- **EXERCISE DETAILS**: For the entries below, work out how many lines contain the string "usize" and write only the number.

[Collected data entries]
>>>>

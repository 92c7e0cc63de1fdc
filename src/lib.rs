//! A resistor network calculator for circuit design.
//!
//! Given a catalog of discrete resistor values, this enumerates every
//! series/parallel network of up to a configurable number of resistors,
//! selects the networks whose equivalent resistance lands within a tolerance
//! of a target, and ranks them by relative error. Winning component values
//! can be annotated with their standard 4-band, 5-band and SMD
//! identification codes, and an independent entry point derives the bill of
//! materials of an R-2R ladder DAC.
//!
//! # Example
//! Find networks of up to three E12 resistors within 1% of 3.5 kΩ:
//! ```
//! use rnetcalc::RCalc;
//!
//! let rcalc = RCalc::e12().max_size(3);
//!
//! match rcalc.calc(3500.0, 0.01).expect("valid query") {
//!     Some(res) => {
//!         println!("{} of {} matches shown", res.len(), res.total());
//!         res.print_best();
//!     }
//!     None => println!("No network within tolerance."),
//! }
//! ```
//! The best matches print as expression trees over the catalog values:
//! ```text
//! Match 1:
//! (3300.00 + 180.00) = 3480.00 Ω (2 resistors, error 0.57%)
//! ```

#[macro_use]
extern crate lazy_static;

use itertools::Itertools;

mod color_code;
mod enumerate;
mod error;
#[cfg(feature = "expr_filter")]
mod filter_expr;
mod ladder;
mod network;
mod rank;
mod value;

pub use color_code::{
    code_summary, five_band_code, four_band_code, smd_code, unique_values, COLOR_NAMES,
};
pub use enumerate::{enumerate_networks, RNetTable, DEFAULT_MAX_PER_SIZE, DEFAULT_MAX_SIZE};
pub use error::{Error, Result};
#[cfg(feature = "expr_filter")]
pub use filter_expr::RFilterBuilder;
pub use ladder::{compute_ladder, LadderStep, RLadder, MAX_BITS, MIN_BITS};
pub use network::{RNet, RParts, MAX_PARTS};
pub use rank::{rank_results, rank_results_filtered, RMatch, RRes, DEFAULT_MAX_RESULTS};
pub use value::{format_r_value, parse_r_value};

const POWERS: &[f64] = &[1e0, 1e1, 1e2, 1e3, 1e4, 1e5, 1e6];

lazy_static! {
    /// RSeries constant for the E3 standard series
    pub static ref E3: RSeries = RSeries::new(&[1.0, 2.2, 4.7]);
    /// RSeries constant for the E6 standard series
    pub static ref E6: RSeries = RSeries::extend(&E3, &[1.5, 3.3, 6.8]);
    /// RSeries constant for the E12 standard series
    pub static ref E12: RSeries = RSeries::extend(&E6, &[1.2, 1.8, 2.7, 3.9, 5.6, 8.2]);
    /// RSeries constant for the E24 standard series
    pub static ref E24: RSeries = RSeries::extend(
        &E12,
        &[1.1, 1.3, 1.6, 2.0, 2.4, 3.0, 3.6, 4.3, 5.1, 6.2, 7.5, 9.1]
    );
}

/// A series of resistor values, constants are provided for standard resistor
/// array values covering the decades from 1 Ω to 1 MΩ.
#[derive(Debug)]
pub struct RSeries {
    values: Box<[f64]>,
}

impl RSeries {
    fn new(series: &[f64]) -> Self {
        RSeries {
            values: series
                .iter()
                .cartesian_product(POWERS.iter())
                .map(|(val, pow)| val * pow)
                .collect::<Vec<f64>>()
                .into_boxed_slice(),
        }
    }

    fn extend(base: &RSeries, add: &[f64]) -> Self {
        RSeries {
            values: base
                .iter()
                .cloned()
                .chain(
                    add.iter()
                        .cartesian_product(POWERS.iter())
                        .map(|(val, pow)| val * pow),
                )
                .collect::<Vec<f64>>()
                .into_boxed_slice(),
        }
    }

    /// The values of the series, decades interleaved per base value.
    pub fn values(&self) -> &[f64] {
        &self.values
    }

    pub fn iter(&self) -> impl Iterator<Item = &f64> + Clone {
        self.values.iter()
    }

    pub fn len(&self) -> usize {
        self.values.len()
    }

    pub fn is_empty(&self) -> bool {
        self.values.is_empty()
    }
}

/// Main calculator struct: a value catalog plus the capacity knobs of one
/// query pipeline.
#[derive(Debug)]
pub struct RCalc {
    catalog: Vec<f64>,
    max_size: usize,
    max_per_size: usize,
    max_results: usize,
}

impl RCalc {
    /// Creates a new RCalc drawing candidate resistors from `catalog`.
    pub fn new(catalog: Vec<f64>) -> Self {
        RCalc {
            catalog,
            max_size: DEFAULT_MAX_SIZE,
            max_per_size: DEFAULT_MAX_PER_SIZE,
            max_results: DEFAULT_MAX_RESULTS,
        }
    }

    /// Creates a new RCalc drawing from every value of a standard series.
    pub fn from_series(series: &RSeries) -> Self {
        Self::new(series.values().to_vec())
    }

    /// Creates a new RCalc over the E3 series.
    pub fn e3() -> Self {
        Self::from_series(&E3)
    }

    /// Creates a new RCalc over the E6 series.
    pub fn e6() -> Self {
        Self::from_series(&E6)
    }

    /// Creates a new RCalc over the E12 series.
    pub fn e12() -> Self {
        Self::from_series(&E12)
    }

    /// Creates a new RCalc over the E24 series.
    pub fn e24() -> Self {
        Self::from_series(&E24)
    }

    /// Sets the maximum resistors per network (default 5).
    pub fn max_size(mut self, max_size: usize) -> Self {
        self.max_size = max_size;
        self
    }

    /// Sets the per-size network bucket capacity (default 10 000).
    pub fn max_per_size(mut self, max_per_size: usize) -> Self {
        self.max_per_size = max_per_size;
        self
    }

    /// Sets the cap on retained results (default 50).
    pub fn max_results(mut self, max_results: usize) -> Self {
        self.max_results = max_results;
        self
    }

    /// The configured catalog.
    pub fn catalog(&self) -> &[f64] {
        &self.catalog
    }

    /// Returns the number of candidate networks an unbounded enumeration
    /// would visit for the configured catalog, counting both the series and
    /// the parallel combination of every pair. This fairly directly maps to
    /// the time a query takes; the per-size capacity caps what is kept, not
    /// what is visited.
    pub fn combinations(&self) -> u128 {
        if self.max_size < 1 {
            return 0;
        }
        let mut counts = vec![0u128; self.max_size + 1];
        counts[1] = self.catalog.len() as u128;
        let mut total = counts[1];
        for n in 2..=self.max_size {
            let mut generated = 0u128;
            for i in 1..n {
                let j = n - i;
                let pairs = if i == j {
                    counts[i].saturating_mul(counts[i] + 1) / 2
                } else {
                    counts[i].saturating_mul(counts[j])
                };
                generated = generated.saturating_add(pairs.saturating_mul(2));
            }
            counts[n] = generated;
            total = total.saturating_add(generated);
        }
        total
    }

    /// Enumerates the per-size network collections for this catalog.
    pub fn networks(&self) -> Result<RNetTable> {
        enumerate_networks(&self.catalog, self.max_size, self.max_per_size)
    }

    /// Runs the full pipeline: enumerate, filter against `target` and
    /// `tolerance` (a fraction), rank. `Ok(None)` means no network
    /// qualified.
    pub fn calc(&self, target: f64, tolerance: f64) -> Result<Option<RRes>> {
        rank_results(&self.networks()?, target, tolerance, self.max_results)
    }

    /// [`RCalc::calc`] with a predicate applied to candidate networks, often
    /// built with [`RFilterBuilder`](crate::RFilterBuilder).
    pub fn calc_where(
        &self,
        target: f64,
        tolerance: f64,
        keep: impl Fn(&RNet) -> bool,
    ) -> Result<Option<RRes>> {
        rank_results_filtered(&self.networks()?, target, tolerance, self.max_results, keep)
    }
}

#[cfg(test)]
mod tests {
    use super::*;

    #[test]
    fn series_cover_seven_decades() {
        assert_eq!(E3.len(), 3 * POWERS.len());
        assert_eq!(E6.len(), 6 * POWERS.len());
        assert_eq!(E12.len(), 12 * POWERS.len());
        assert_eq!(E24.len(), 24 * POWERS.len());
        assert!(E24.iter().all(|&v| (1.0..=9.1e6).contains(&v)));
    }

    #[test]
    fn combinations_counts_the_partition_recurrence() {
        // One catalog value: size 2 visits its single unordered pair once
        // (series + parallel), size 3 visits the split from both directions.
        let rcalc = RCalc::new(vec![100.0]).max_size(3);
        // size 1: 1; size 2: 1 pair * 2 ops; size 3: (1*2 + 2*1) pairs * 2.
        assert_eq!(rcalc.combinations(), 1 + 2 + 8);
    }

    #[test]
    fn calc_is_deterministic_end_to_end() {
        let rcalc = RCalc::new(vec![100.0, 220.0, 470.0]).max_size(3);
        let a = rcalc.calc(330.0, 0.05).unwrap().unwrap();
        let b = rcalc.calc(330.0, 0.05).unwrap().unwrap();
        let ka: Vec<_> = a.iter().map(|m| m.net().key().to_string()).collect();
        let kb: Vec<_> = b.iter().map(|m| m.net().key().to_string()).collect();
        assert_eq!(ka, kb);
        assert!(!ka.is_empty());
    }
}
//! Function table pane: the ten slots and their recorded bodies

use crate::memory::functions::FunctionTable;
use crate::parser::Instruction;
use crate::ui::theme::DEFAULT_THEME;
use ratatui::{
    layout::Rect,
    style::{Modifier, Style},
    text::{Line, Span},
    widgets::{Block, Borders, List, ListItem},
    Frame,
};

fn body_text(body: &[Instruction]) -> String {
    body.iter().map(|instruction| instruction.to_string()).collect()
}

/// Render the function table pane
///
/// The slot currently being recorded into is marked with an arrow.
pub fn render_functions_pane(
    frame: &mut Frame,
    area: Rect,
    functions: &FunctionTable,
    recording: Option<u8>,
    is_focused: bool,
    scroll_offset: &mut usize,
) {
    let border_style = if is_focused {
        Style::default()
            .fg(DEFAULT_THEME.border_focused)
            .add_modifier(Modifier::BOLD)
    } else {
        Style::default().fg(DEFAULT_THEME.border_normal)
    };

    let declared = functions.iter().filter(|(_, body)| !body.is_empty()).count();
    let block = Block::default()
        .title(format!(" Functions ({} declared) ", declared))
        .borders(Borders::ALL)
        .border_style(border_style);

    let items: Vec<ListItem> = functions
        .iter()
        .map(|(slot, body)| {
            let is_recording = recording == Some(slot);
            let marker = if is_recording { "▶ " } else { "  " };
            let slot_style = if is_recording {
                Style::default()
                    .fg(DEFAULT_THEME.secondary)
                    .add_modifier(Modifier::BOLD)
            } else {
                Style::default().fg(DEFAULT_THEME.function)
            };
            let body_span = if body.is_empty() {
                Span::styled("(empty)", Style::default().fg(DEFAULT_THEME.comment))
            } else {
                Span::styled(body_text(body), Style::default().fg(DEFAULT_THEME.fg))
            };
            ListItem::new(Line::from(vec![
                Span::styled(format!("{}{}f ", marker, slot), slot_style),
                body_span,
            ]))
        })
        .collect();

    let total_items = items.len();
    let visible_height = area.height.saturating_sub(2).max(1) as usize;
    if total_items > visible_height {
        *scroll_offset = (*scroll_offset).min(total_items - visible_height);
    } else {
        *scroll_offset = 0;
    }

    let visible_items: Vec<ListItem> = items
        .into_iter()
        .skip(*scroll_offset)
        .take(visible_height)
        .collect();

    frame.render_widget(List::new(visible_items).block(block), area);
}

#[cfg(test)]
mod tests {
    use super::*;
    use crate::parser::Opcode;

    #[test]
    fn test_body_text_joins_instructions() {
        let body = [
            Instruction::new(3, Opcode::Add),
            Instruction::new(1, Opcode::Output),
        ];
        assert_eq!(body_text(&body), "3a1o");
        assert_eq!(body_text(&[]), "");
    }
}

<<<<

- **YOUR RESPONSE**: 9